#### WHAT IS NEEDED
Which lines of the data below contain "individual"? Please show them all.

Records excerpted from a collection
────
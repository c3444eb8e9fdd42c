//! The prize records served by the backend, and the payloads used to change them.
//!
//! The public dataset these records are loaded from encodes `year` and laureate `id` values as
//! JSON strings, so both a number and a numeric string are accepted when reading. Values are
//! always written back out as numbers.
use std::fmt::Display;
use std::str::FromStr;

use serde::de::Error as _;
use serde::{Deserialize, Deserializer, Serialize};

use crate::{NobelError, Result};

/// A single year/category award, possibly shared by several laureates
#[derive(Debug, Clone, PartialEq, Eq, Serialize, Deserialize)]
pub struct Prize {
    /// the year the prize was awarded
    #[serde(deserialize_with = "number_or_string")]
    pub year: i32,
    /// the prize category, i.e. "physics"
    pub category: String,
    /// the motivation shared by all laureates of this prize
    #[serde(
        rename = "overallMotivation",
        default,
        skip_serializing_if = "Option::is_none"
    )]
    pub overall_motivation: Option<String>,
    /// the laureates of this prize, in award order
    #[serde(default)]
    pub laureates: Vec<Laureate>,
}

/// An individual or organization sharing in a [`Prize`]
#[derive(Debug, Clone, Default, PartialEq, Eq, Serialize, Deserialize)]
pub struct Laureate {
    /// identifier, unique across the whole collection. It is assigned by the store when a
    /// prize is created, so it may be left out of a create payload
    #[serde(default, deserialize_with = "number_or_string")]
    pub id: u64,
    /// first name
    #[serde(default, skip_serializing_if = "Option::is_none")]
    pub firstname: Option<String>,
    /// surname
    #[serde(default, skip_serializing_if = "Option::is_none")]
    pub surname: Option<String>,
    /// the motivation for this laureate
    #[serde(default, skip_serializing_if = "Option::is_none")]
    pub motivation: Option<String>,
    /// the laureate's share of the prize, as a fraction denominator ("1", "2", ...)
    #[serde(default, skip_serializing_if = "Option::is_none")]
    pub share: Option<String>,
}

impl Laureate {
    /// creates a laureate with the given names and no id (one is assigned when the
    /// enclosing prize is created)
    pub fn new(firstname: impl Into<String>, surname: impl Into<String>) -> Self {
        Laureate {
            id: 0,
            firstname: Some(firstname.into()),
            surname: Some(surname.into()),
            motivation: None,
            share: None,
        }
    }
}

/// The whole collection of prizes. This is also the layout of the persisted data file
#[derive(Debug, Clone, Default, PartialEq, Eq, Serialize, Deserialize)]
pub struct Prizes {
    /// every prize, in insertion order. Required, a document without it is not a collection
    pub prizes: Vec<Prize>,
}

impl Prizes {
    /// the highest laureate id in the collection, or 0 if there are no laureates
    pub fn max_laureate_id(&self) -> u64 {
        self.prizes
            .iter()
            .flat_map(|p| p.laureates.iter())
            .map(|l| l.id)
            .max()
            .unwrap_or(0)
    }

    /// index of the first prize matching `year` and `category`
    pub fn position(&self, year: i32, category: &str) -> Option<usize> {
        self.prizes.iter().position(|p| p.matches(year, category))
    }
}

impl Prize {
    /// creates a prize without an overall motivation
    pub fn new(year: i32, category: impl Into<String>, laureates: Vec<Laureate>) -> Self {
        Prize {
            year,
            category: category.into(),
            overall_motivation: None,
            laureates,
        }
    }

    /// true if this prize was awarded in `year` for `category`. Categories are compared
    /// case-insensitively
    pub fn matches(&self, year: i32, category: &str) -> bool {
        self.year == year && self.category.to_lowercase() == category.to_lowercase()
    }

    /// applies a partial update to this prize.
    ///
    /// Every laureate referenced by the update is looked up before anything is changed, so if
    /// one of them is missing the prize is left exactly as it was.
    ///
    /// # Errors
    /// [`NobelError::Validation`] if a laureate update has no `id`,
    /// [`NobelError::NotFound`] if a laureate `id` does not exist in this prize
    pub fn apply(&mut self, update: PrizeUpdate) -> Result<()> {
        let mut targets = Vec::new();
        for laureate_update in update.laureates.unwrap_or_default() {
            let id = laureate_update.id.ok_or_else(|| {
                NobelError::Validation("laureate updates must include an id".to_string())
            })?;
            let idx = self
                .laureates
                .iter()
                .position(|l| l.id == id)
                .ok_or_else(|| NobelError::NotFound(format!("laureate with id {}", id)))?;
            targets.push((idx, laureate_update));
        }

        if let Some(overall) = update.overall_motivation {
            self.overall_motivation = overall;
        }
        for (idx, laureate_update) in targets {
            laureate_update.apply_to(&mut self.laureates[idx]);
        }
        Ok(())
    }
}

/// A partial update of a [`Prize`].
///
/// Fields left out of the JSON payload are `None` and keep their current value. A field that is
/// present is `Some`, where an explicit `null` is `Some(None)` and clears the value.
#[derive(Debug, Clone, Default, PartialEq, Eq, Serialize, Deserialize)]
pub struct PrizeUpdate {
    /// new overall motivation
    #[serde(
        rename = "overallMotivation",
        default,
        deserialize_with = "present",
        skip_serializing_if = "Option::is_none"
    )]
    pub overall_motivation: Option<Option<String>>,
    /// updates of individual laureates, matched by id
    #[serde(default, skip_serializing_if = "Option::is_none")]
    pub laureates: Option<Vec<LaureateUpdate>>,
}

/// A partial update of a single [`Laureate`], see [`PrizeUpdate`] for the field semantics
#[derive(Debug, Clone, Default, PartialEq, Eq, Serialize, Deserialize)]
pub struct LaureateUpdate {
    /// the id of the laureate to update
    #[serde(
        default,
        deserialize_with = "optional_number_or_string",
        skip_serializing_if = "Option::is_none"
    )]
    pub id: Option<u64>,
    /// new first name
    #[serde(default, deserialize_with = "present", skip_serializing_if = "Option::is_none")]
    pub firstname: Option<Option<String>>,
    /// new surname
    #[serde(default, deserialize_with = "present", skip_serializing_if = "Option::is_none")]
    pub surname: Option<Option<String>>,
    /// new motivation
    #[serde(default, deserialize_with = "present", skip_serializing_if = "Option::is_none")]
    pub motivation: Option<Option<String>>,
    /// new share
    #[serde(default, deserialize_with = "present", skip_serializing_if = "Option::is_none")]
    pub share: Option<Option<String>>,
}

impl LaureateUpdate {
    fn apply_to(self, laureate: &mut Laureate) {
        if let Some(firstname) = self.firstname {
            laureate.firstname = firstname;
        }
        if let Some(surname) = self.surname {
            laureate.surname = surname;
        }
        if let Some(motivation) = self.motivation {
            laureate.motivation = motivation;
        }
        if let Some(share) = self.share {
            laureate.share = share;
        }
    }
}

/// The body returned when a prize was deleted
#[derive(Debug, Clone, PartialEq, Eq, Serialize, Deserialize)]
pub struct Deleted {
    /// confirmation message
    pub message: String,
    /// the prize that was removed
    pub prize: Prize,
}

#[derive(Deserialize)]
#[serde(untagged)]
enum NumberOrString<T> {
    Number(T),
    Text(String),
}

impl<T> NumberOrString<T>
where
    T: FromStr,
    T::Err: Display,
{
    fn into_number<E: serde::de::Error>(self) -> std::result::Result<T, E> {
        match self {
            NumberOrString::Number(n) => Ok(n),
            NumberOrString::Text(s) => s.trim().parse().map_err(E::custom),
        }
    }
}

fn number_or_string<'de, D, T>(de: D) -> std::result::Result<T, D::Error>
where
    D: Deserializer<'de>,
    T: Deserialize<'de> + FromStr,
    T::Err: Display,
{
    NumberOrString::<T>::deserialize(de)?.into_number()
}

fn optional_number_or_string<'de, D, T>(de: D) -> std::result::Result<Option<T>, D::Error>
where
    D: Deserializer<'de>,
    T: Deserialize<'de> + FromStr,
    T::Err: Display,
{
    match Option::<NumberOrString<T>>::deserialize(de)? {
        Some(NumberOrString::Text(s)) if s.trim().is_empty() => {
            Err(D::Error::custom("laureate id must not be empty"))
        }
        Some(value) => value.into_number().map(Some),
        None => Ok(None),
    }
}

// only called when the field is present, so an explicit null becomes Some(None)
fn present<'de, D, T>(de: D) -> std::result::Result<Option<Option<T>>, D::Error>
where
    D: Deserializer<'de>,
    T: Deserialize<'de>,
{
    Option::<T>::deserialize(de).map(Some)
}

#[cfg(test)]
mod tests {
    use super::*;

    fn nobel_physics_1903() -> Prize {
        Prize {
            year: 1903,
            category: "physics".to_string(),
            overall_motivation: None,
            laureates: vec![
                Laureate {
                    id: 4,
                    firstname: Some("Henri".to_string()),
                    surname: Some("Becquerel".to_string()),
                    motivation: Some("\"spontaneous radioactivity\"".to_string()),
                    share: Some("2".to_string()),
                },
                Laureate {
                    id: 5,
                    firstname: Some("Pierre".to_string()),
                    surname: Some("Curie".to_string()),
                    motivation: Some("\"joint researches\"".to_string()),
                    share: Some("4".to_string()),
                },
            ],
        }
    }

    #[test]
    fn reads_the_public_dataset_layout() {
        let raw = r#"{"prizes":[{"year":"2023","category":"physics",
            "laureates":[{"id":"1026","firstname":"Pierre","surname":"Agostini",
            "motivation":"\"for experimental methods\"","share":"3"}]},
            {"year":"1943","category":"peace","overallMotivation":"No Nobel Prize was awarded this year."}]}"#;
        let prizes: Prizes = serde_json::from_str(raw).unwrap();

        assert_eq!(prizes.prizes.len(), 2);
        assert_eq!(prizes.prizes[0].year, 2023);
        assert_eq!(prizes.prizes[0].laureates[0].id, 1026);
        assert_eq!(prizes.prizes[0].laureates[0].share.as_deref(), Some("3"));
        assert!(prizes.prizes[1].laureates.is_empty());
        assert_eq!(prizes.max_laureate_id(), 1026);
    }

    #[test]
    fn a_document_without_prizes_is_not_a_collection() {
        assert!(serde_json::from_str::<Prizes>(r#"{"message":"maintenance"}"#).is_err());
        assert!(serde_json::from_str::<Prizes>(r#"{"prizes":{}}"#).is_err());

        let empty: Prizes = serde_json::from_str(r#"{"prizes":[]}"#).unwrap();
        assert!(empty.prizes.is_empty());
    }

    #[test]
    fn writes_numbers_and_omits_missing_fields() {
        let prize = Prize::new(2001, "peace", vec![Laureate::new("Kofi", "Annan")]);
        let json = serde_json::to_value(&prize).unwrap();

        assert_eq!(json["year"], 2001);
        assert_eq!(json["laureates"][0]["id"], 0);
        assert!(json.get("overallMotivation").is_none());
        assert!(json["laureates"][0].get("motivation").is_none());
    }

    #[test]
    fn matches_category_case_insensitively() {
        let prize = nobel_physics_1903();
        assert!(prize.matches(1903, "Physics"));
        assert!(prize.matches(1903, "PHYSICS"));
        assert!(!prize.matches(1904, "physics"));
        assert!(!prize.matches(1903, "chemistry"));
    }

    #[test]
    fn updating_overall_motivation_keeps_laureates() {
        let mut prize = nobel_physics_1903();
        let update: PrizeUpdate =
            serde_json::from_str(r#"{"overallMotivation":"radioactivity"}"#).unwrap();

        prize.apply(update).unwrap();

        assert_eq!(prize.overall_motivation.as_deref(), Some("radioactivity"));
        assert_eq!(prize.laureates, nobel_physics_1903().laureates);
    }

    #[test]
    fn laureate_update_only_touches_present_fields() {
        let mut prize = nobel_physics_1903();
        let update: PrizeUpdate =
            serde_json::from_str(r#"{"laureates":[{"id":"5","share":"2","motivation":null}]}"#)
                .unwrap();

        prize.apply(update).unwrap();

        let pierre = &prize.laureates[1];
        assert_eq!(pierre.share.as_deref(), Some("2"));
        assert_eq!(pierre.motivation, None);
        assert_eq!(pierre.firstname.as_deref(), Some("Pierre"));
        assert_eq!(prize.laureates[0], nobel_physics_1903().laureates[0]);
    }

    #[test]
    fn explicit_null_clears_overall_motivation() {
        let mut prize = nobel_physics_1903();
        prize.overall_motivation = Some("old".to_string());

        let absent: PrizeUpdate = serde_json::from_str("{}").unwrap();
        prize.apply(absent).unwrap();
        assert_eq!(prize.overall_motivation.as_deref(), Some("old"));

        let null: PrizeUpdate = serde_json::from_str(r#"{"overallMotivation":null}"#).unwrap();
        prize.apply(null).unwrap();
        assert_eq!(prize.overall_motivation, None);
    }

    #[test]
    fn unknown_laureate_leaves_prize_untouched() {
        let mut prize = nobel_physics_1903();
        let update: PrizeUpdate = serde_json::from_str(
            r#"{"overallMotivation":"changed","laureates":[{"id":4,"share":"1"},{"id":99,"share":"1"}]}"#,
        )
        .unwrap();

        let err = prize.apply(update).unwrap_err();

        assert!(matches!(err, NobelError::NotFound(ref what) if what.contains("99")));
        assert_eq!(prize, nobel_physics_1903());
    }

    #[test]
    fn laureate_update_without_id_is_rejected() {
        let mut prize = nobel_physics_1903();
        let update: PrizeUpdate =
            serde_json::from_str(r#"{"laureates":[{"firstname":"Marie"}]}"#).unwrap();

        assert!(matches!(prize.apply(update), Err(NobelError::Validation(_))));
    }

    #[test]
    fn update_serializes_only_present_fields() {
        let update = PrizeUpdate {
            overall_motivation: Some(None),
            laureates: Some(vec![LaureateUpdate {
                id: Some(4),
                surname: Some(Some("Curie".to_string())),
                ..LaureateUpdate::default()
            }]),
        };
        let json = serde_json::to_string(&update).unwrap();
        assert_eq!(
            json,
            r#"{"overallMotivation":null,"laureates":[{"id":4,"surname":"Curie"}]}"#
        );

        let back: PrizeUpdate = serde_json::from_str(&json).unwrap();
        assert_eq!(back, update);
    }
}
────
#### REPLY
/// An individual or organization sharing in a [`Prize`]
    /// updates of individual laureates, matched by id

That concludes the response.